My friend has a 10 year old zebra that I ride every now and then... She found him abandoned at the side of the rode as a colt, they think he fell out of a transportation truck that had gone by earlier in the day with his herd, and it hadn't been noticed. Poor guy :-(

But he's happy, he's a cute little mover, and she wanted to show him, but here with all the illness's going around lately it hasn't been allowed yet.

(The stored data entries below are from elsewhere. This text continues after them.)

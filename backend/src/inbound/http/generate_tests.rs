//! Tests for the generation handler.

use std::path::PathBuf;
use std::sync::{Arc, Mutex};

use actix_web::http::StatusCode;
use actix_web::http::header::{AUTHORIZATION, CONTENT_TYPE};
use actix_web::{App, test, web};
use rstest::rstest;
use serde_json::{Value, json};

use super::*;
use crate::domain::ports::{AccountQuery, FixtureAccountQuery, MockGenerationCommand};
use crate::domain::{ErrorCode, ImageReference};
use crate::inbound::http::test_utils::{fixture_state, state_with};

const BOUNDARY: &str = "headshot-boundary";
const USER: &str = "3fa85f64-5717-4562-b3fc-2c963f66afa6";

struct Part<'a> {
    name: &'a str,
    file_name: Option<&'a str>,
    bytes: &'a [u8],
}

fn multipart_body(parts: &[Part<'_>]) -> Vec<u8> {
    let mut body = Vec::new();
    for part in parts {
        body.extend_from_slice(format!("--{BOUNDARY}\r\n").as_bytes());
        let disposition = match part.file_name {
            Some(file_name) => format!(
                "Content-Disposition: form-data; name=\"{}\"; filename=\"{file_name}\"\r\n\
                 Content-Type: image/jpeg\r\n\r\n",
                part.name
            ),
            None => format!("Content-Disposition: form-data; name=\"{}\"\r\n\r\n", part.name),
        };
        body.extend_from_slice(disposition.as_bytes());
        body.extend_from_slice(part.bytes);
        body.extend_from_slice(b"\r\n");
    }
    body.extend_from_slice(format!("--{BOUNDARY}--\r\n").as_bytes());
    body
}

fn image_part(bytes: &[u8]) -> Part<'_> {
    Part {
        name: IMAGE_FIELD,
        file_name: Some("me.jpg"),
        bytes,
    }
}

fn generate_request(parts: &[Part<'_>], token: Option<&str>) -> test::TestRequest {
    let mut req = test::TestRequest::post()
        .uri("/api/v1/generate/create")
        .insert_header((
            CONTENT_TYPE,
            format!("multipart/form-data; boundary={BOUNDARY}"),
        ))
        .set_payload(multipart_body(parts));
    if let Some(token) = token {
        req = req.insert_header((AUTHORIZATION, format!("Bearer {token}")));
    }
    req
}

async fn call(state: HttpState, req: test::TestRequest) -> (StatusCode, Value) {
    let app = test::init_service(
        App::new()
            .app_data(web::Data::new(state))
            .service(web::scope("/api/v1").service(create_generation)),
    )
    .await;
    let res = test::call_service(&app, req.to_request()).await;
    let status = res.status();
    let body = test::read_body_json(res).await;
    (status, body)
}

fn accounts() -> Arc<dyn AccountQuery> {
    Arc::new(FixtureAccountQuery)
}

#[rstest]
#[actix_web::test]
async fn successful_generation_returns_image_and_balance() {
    let staged_path: Arc<Mutex<Option<PathBuf>>> = Arc::default();
    let seen_path = Arc::clone(&staged_path);
    let mut command = MockGenerationCommand::new();
    command
        .expect_generate()
        .withf(|request| {
            request.user_id.as_ref() == USER
                && request.upload.as_ref().is_some_and(|upload| {
                    upload.file_name() == Some("me.jpg") && upload.size_bytes() == 4
                })
        })
        .times(1)
        .return_once(move |request| {
            let upload = request.upload.expect("upload present");
            let path = upload.path().expect("staged path").to_path_buf();
            assert!(path.exists(), "upload is on disk while the use case runs");
            *seen_path.lock().expect("lock") = Some(path);
            Ok(GenerateResponse {
                image_reference: ImageReference::new("http://x/y.png").expect("reference"),
                credits_remaining: Credits::new(5),
            })
        });

    let (status, body) = call(
        state_with(Arc::new(command), accounts()),
        generate_request(&[image_part(b"jpeg")], Some(USER)),
    )
    .await;

    assert_eq!(status, StatusCode::OK);
    assert_eq!(
        body,
        json!({
            "message": "Headshot generated successfully",
            "imageReference": "http://x/y.png",
            "creditsRemaining": 5,
        })
    );
    let path = staged_path.lock().expect("lock").clone().expect("path seen");
    assert!(!path.exists(), "staged upload removed after the request");
}

#[rstest]
#[actix_web::test]
async fn other_fields_are_ignored() {
    let mut command = MockGenerationCommand::new();
    command
        .expect_generate()
        .withf(|request| request.upload.is_none())
        .times(1)
        .return_once(|_| Err(Error::invalid_request("No image file uploaded")));
    let note = Part {
        name: "note",
        file_name: None,
        bytes: b"hello",
    };

    let (status, body) = call(
        state_with(Arc::new(command), accounts()),
        generate_request(&[note], Some(USER)),
    )
    .await;

    assert_eq!(status, StatusCode::BAD_REQUEST);
    assert_eq!(body["message"], json!("No image file uploaded"));
}

#[rstest]
#[actix_web::test]
async fn missing_token_is_unauthorized_and_skips_generation() {
    let mut command = MockGenerationCommand::new();
    command.expect_generate().never();

    let (status, body) = call(
        state_with(Arc::new(command), accounts()),
        generate_request(&[image_part(b"jpeg")], None),
    )
    .await;

    assert_eq!(status, StatusCode::UNAUTHORIZED);
    assert_eq!(body["code"], json!("unauthorized"));
}

#[rstest]
#[actix_web::test]
async fn insufficient_credits_is_forbidden() {
    let mut command = MockGenerationCommand::new();
    command.expect_generate().return_once(|_| {
        Err(
            Error::insufficient_credits("Insufficient credits (Minimum 25 required)")
                .with_details(json!({"balance": 10, "cost": 25})),
        )
    });

    let (status, body) = call(
        state_with(Arc::new(command), accounts()),
        generate_request(&[image_part(b"jpeg")], Some(USER)),
    )
    .await;

    assert_eq!(status, StatusCode::FORBIDDEN);
    assert_eq!(body["code"], json!("insufficient_credits"));
    assert_eq!(body["details"]["balance"], json!(10));
}

#[rstest]
#[actix_web::test]
async fn malformed_multipart_is_a_bad_request() {
    let req = test::TestRequest::post()
        .uri("/api/v1/generate/create")
        .insert_header((CONTENT_TYPE, "multipart/form-data"))
        .insert_header((AUTHORIZATION, format!("Bearer {USER}")))
        .set_payload("not multipart");

    let (status, body) = call(fixture_state(), req).await;

    assert_eq!(status, StatusCode::BAD_REQUEST);
    assert_eq!(body["code"], json!(ErrorCode::InvalidRequest.as_str()));
}

#[rstest]
#[actix_web::test]
async fn fixture_command_reports_balance() {
    let (status, body) = call(
        fixture_state(),
        generate_request(&[image_part(b"jpeg")], Some(USER)),
    )
    .await;

    assert_eq!(status, StatusCode::OK);
    assert_eq!(body["creditsRemaining"], json!(75));
}

#[rstest]
#[actix_web::test]
async fn caller_without_account_gets_a_generation_failure() {
    use crate::domain::GenerationService;
    use crate::domain::ports::MockGenerationBackend;
    use crate::outbound::memory::{InMemoryAccountStore, InMemoryHistoryRepository};
    use mockable::DefaultClock;

    let mut backend = MockGenerationBackend::new();
    backend.expect_forward().never();
    let service = GenerationService::new(
        Arc::new(InMemoryAccountStore::new()),
        Arc::new(InMemoryHistoryRepository::new()),
        Arc::new(backend),
        Arc::new(DefaultClock),
        Default::default(),
    );

    let (status, body) = call(
        state_with(Arc::new(service), accounts()),
        generate_request(&[image_part(b"jpeg")], Some(USER)),
    )
    .await;

    assert_eq!(status, StatusCode::INTERNAL_SERVER_ERROR);
    assert_eq!(body["code"], json!(ErrorCode::InternalError.as_str()));
    assert_eq!(body["message"], json!("Generation failed"));
    assert!(body.get("details").is_none());
}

Also (and I don't know if it's the same over there as it is here, so I apologise if it doesn't apply), you actually aren't allowed to kind of just own one, you need to alert a national park office, and inform them of the zebra, and your intent to keep it as a riding animal/pet, and they come out and check your facilities and things like that, and there's a hang of a lot of paperwork to fill in :lol:

But I think they are awesome to ride, and if I could, I'd get one. It's cute.


----------



## myhorsesonador (Jun 21, 2009)

LoveStory10 said:


> Zebra's actually are wild, that's were they belong, but just like horses, if trained right, they can become really good rides. :wink:
> 
> My friend has a 10 year old zebra that I ride every now and then... She found him abandoned at the side of the rode as a colt, they think he fell out of a transportation truck that had gone by earlier in the day with his herd, and it hadn't been noticed. Poor guy :-(
> 
> ...


There is one "breed" of zebra that is legal in the state of florida with out a licence. I toured a farm that had one. My parents were going down the road about a month ago and they saw some out in a large pasture with some belted cattle. I've been by several times and still havent seen the zebra, I've seen the cows though. It's ok though. I'm still the only one that has seen the buffalo around the corner from us.


----------



## LoveStory10 (Oct 31, 2009)

Lol, there's a lady around the corner from my school that owns a pure Siberian wolf... and no one believes me!!!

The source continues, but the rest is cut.